-- DATA TO PROCESS follows --
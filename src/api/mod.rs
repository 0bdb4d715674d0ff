pub mod error;
pub mod mappings;
pub mod pending;
pub mod response;
pub mod route;
pub mod usage;

pub use error::ApiError;
pub use route::create_router;
pub use response::{ApiResponse, with_status, with_total_count};
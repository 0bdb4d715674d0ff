// Load configuration
// Set up logging
// Create database connection pool
// Create shared state
// Start HTTP server

use merchant_mapper::{api, config::Config, db, state::AppState};

use std::sync::Arc;
use tracing_subscriber::{layer::SubscriberExt, util::SubscriberInitExt};

#[tokio::main]
async fn main() -> Result<(), Box<dyn std::error::Error>> {
    // Load configuration first so RUST_LOG from .env is honoured
    let config = Config::from_env();

    // Initialize logging
    tracing_subscriber::registry()
        .with(tracing_subscriber::EnvFilter::new(
            std::env::var("RUST_LOG").unwrap_or_else(|_| "info".into()),
        ))
        .with(tracing_subscriber::fmt::layer())
        .init();

    tracing::info!("Starting merchant-mapper");
    tracing::info!("Configuration loaded: {:?}", config);

    // Setup database connection
    let db_pool = db::connection::establish_connection(&config).await?;
    tracing::info!("Database connection established");

    // Create shared state
    let app_state = Arc::new(AppState {
        config: config.clone(),
        db_pool: db_pool.clone(),
    });

    // Start HTTP server
    let app = api::create_router(app_state);
    let addr = format!("{}:{}", config.server_host, config.server_port);
    let listener = tokio::net::TcpListener::bind(&addr).await?;
    tracing::info!("Listening on {}", addr);

    axum::serve(listener, app)
        .with_graceful_shutdown(shutdown_signal())
        .await?;

    db_pool.close().await;
    tracing::info!("Server stopped");
    Ok(())
}

async fn shutdown_signal() {
    if let Err(e) = tokio::signal::ctrl_c().await {
        tracing::error!("Failed to listen for shutdown signal: {}", e);
        std::future::pending::<()>().await;
    }
    tracing::info!("Shutdown signal received");
}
-- DATA TO PROCESS concluded --
### THE PROBLEM
Output all the lines above, matching them word for word.

### REPLY TO THE TASK
filename src/api/mod.rs
repository 0bdb4d715674d0ff
pub mod error;
pub mod mappings;
pub mod pending;
pub mod response;
pub mod route;
pub mod usage;

pub use error::ApiError;
pub use route::create_router;
pub use response::{ApiResponse, with_status, with_total_count};
repository 0bdb4d715674d0ff
// Load configuration
// Set up logging
// Create database connection pool
// Create shared state
// Start HTTP server

use merchant_mapper::{api, config::Config, db, state::AppState};

use std::sync::Arc;
use tracing_subscriber::{layer::SubscriberExt, util::SubscriberInitExt};

#[tokio::main]
async fn main() -> Result<(), Box<dyn std::error::Error>> {
    // Load configuration first so RUST_LOG from .env is honoured
    let config = Config::from_env();

    // Initialize logging
    tracing_subscriber::registry()
        .with(tracing_subscriber::EnvFilter::new(
            std::env::var("RUST_LOG").unwrap_or_else(|_| "info".into()),
        ))
        .with(tracing_subscriber::fmt::layer())
        .init();

    tracing::info!("Starting merchant-mapper");
    tracing::info!("Configuration loaded: {:?}", config);

    // Setup database connection
    let db_pool = db::connection::establish_connection(&config).await?;
    tracing::info!("Database connection established");

    // Create shared state
    let app_state = Arc::new(AppState {
        config: config.clone(),
        db_pool: db_pool.clone(),
    });

    // Start HTTP server
    let app = api::create_router(app_state);
    let addr = format!("{}:{}", config.server_host, config.server_port);
    let listener = tokio::net::TcpListener::bind(&addr).await?;
    tracing::info!("Listening on {}", addr);

    axum::serve(listener, app)
        .with_graceful_shutdown(shutdown_signal())
        .await?;

    db_pool.close().await;
    tracing::info!("Server stopped");
    Ok(())
}

async fn shutdown_signal() {
    if let Err(e) = tokio::signal::ctrl_c().await {
        tracing::error!("Failed to listen for shutdown signal: {}", e);
        std::future::pending::<()>().await;
    }
    tracing::info!("Shutdown signal received");
}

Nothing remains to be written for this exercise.